**WHAT TO WORK ON**
Copy every line below precisely, leaving nothing out.

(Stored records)
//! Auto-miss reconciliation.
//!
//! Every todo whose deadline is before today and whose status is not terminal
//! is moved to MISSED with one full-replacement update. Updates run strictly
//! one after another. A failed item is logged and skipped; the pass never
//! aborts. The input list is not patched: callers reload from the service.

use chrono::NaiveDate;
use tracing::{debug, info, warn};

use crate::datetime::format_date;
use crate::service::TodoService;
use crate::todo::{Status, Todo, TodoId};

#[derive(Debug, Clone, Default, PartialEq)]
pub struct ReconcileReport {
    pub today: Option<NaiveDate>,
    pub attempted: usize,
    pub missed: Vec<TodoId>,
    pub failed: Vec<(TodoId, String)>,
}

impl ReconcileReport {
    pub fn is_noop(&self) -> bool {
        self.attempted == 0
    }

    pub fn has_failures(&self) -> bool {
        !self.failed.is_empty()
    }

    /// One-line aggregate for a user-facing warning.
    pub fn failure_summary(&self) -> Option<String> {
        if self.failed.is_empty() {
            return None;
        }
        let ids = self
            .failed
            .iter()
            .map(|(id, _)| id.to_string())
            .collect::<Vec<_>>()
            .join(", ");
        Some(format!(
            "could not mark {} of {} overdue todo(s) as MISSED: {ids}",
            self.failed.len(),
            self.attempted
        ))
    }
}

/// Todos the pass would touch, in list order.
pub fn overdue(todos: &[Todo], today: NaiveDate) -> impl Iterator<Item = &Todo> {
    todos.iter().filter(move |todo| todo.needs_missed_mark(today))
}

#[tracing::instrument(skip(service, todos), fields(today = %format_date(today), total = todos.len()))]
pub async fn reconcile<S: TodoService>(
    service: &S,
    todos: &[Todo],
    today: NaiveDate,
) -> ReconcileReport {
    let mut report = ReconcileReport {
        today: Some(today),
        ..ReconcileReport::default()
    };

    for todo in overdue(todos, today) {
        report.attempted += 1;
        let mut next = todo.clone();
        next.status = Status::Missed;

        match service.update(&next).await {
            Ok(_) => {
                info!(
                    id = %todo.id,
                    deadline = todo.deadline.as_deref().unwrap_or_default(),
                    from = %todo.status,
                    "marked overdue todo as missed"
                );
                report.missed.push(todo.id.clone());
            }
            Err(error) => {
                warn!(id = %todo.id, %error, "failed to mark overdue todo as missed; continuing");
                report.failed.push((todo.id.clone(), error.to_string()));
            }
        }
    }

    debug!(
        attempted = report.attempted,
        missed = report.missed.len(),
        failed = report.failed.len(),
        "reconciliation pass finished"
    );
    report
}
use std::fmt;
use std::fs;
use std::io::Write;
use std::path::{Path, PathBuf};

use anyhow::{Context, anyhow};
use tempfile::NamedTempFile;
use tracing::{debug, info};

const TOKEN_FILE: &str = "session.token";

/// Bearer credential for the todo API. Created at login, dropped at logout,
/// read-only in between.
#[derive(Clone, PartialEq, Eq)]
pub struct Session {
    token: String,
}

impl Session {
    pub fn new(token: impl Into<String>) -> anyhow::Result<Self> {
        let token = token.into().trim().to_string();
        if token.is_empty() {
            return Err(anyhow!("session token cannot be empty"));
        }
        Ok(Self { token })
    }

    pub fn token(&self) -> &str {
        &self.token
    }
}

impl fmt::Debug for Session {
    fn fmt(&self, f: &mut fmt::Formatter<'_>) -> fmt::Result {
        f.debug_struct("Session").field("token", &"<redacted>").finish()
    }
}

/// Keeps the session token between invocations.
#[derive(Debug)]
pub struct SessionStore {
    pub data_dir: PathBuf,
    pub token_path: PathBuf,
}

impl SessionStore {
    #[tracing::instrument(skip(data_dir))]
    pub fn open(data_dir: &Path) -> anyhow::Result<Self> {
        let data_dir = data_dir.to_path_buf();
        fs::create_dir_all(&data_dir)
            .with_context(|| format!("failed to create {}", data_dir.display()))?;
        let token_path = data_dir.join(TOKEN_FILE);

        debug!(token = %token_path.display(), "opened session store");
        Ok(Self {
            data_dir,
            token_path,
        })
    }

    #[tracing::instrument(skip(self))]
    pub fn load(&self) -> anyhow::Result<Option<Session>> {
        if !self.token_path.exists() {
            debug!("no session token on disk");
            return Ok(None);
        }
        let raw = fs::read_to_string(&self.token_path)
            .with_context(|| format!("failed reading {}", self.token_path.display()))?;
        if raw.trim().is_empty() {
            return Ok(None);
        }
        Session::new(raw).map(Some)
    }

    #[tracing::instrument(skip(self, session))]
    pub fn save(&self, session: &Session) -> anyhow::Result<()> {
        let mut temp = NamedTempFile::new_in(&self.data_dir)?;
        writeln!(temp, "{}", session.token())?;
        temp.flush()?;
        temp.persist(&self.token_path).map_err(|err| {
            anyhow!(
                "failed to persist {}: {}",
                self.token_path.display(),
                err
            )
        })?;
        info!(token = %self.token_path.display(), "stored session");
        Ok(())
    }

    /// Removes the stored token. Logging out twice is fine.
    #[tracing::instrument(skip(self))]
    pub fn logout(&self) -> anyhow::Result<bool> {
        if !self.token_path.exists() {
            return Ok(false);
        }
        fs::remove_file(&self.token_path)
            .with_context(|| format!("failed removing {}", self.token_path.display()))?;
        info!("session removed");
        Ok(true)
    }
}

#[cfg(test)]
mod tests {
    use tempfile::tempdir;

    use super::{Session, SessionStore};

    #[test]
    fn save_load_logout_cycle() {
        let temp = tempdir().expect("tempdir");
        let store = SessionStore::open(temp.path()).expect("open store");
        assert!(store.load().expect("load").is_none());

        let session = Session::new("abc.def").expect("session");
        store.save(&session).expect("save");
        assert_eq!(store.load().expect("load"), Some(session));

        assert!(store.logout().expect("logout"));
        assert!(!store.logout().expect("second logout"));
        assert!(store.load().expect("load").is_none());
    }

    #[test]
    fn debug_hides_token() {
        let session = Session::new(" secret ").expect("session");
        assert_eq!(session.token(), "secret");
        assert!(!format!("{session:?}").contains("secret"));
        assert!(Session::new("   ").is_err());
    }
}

**EXPECTED ANSWER**
//! Auto-miss reconciliation.
//!
//! Every todo whose deadline is before today and whose status is not terminal
//! is moved to MISSED with one full-replacement update. Updates run strictly
//! one after another. A failed item is logged and skipped; the pass never
//! aborts. The input list is not patched: callers reload from the service.

use chrono::NaiveDate;
use tracing::{debug, info, warn};

use crate::datetime::format_date;
use crate::service::TodoService;
use crate::todo::{Status, Todo, TodoId};

#[derive(Debug, Clone, Default, PartialEq)]
pub struct ReconcileReport {
    pub today: Option<NaiveDate>,
    pub attempted: usize,
    pub missed: Vec<TodoId>,
    pub failed: Vec<(TodoId, String)>,
}

impl ReconcileReport {
    pub fn is_noop(&self) -> bool {
        self.attempted == 0
    }

    pub fn has_failures(&self) -> bool {
        !self.failed.is_empty()
    }

    /// One-line aggregate for a user-facing warning.
    pub fn failure_summary(&self) -> Option<String> {
        if self.failed.is_empty() {
            return None;
        }
        let ids = self
            .failed
            .iter()
            .map(|(id, _)| id.to_string())
            .collect::<Vec<_>>()
            .join(", ");
        Some(format!(
            "could not mark {} of {} overdue todo(s) as MISSED: {ids}",
            self.failed.len(),
            self.attempted
        ))
    }
}

/// Todos the pass would touch, in list order.
pub fn overdue(todos: &[Todo], today: NaiveDate) -> impl Iterator<Item = &Todo> {
    todos.iter().filter(move |todo| todo.needs_missed_mark(today))
}

#[tracing::instrument(skip(service, todos), fields(today = %format_date(today), total = todos.len()))]
pub async fn reconcile<S: TodoService>(
    service: &S,
    todos: &[Todo],
    today: NaiveDate,
) -> ReconcileReport {
    let mut report = ReconcileReport {
        today: Some(today),
        ..ReconcileReport::default()
    };

    for todo in overdue(todos, today) {
        report.attempted += 1;
        let mut next = todo.clone();
        next.status = Status::Missed;

        match service.update(&next).await {
            Ok(_) => {
                info!(
                    id = %todo.id,
                    deadline = todo.deadline.as_deref().unwrap_or_default(),
                    from = %todo.status,
                    "marked overdue todo as missed"
                );
                report.missed.push(todo.id.clone());
            }
            Err(error) => {
                warn!(id = %todo.id, %error, "failed to mark overdue todo as missed; continuing");
                report.failed.push((todo.id.clone(), error.to_string()));
            }
        }
    }

    debug!(
        attempted = report.attempted,
        missed = report.missed.len(),
        failed = report.failed.len(),
        "reconciliation pass finished"
    );
    report
}
use std::fmt;
use std::fs;
use std::io::Write;
use std::path::{Path, PathBuf};

use anyhow::{Context, anyhow};
use tempfile::NamedTempFile;
use tracing::{debug, info};

const TOKEN_FILE: &str = "session.token";

/// Bearer credential for the todo API. Created at login, dropped at logout,
/// read-only in between.
#[derive(Clone, PartialEq, Eq)]
pub struct Session {
    token: String,
}

impl Session {
    pub fn new(token: impl Into<String>) -> anyhow::Result<Self> {
        let token = token.into().trim().to_string();
        if token.is_empty() {
            return Err(anyhow!("session token cannot be empty"));
        }
        Ok(Self { token })
    }

    pub fn token(&self) -> &str {
        &self.token
    }
}

impl fmt::Debug for Session {
    fn fmt(&self, f: &mut fmt::Formatter<'_>) -> fmt::Result {
        f.debug_struct("Session").field("token", &"<redacted>").finish()
    }
}

/// Keeps the session token between invocations.
#[derive(Debug)]
pub struct SessionStore {
    pub data_dir: PathBuf,
    pub token_path: PathBuf,
}

impl SessionStore {
    #[tracing::instrument(skip(data_dir))]
    pub fn open(data_dir: &Path) -> anyhow::Result<Self> {
        let data_dir = data_dir.to_path_buf();
        fs::create_dir_all(&data_dir)
            .with_context(|| format!("failed to create {}", data_dir.display()))?;
        let token_path = data_dir.join(TOKEN_FILE);

        debug!(token = %token_path.display(), "opened session store");
        Ok(Self {
            data_dir,
            token_path,
        })
    }

    #[tracing::instrument(skip(self))]
    pub fn load(&self) -> anyhow::Result<Option<Session>> {
        if !self.token_path.exists() {
            debug!("no session token on disk");
            return Ok(None);
        }
        let raw = fs::read_to_string(&self.token_path)
            .with_context(|| format!("failed reading {}", self.token_path.display()))?;
        if raw.trim().is_empty() {
            return Ok(None);
        }
        Session::new(raw).map(Some)
    }

    #[tracing::instrument(skip(self, session))]
    pub fn save(&self, session: &Session) -> anyhow::Result<()> {
        let mut temp = NamedTempFile::new_in(&self.data_dir)?;
        writeln!(temp, "{}", session.token())?;
        temp.flush()?;
        temp.persist(&self.token_path).map_err(|err| {
            anyhow!(
                "failed to persist {}: {}",
                self.token_path.display(),
                err
            )
        })?;
        info!(token = %self.token_path.display(), "stored session");
        Ok(())
    }

    /// Removes the stored token. Logging out twice is fine.
    #[tracing::instrument(skip(self))]
    pub fn logout(&self) -> anyhow::Result<bool> {
        if !self.token_path.exists() {
            return Ok(false);
        }
        fs::remove_file(&self.token_path)
            .with_context(|| format!("failed removing {}", self.token_path.display()))?;
        info!("session removed");
        Ok(true)
    }
}

#[cfg(test)]
mod tests {
    use tempfile::tempdir;

    use super::{Session, SessionStore};

    #[test]
    fn save_load_logout_cycle() {
        let temp = tempdir().expect("tempdir");
        let store = SessionStore::open(temp.path()).expect("open store");
        assert!(store.load().expect("load").is_none());

        let session = Session::new("abc.def").expect("session");
        store.save(&session).expect("save");
        assert_eq!(store.load().expect("load"), Some(session));

        assert!(store.logout().expect("logout"));
        assert!(!store.logout().expect("second logout"));
        assert!(store.load().expect("load").is_none());
    }

    #[test]
    fn debug_hides_token() {
        let session = Session::new(" secret ").expect("session");
        assert_eq!(session.token(), "secret");
        assert!(!format!("{session:?}").contains("secret"));
        assert!(Session::new("   ").is_err());
    }
}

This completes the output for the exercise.